Entries provided START
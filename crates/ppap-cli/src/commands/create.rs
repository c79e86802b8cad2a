//! Archive creation, the only command.

use crate::cli::Cli;
use crate::console::TermConsole;
use crate::error::with_hints;
use crate::output::OutputFormatter;
use crate::progress::CliProgress;
use anyhow::Context;
use anyhow::Result;
use ppap_core::ArchiveOptions;
use ppap_core::NoopProgress;
use ppap_core::ProgressCallback;
use ppap_core::Settings;
use ppap_core::classify_inputs;
use ppap_core::collect_entries;
use ppap_core::create_archive;
use ppap_core::resolve_archive_name;
use ppap_core::resolve_password;
use ppap_core::settings;
use std::path::Path;

pub fn execute(cli: &Cli, formatter: &dyn OutputFormatter) -> Result<()> {
    let settings_path = settings::default_path();
    let settings_path = settings_path.as_deref();

    let cwd = std::env::current_dir().context("cannot determine the current directory")?;
    let archive_name = with_hints(
        resolve_archive_name(cli.paths.as_slice(), &cwd),
        settings_path,
    )?;
    let inputs = with_hints(classify_inputs(cli.paths.as_slice()), settings_path)?;

    let settings = with_hints(Settings::load(), settings_path)?;
    tracing::debug!(from_file = settings.has_file(), "settings loaded");
    let mut console = TermConsole::new();
    let password = with_hints(
        resolve_password(cli.password, &settings, &mut console),
        settings_path,
    )?;

    let charset = with_hints(settings.charset(), settings_path)?;
    tracing::debug!(
        charset = charset.value.name(),
        origin = ?charset.origin,
        "entry name charset"
    );
    let ignore = with_hints(settings.ignore_pattern(), settings_path)?;

    let plan = with_hints(collect_entries(&inputs, ignore.as_ref()), settings_path)?;
    let options = ArchiveOptions::new(password.as_bytes()).with_charset(charset.value);

    let mut progress: Box<dyn ProgressCallback> = if CliProgress::should_show() {
        Box::new(CliProgress::new(plan.len()))
    } else {
        Box::new(NoopProgress)
    };
    let output = Path::new(&archive_name);
    let report = with_hints(
        create_archive(output, &plan, &options, progress.as_mut()),
        settings_path,
    )
    .with_context(|| format!("failed to create {archive_name}"))?;
    drop(progress);
    tracing::debug!(
        entries = report.total_entries(),
        ratio = report.compression_ratio(),
        duration = ?report.duration,
        "archive complete"
    );

    let generated = password.is_generated().then(|| password.as_str());
    formatter.format_creation_result(&archive_name, &report, generated);

    Ok(())
}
Entries provided END
Task item:
Extract from the records above the lines from the one containing "use crate::output::OutputFormatter;" to the one containing "determine the current", both lines included, exactly as they appear and with nothing else.

The completed task:
use crate::output::OutputFormatter;
use crate::progress::CliProgress;
use anyhow::Context;
use anyhow::Result;
use ppap_core::ArchiveOptions;
use ppap_core::NoopProgress;
use ppap_core::ProgressCallback;
use ppap_core::Settings;
use ppap_core::classify_inputs;
use ppap_core::collect_entries;
use ppap_core::create_archive;
use ppap_core::resolve_archive_name;
use ppap_core::resolve_password;
use ppap_core::settings;
use std::path::Path;

pub fn execute(cli: &Cli, formatter: &dyn OutputFormatter) -> Result<()> {
    let settings_path = settings::default_path();
    let settings_path = settings_path.as_deref();

    let cwd = std::env::current_dir().context("cannot determine the current directory")?;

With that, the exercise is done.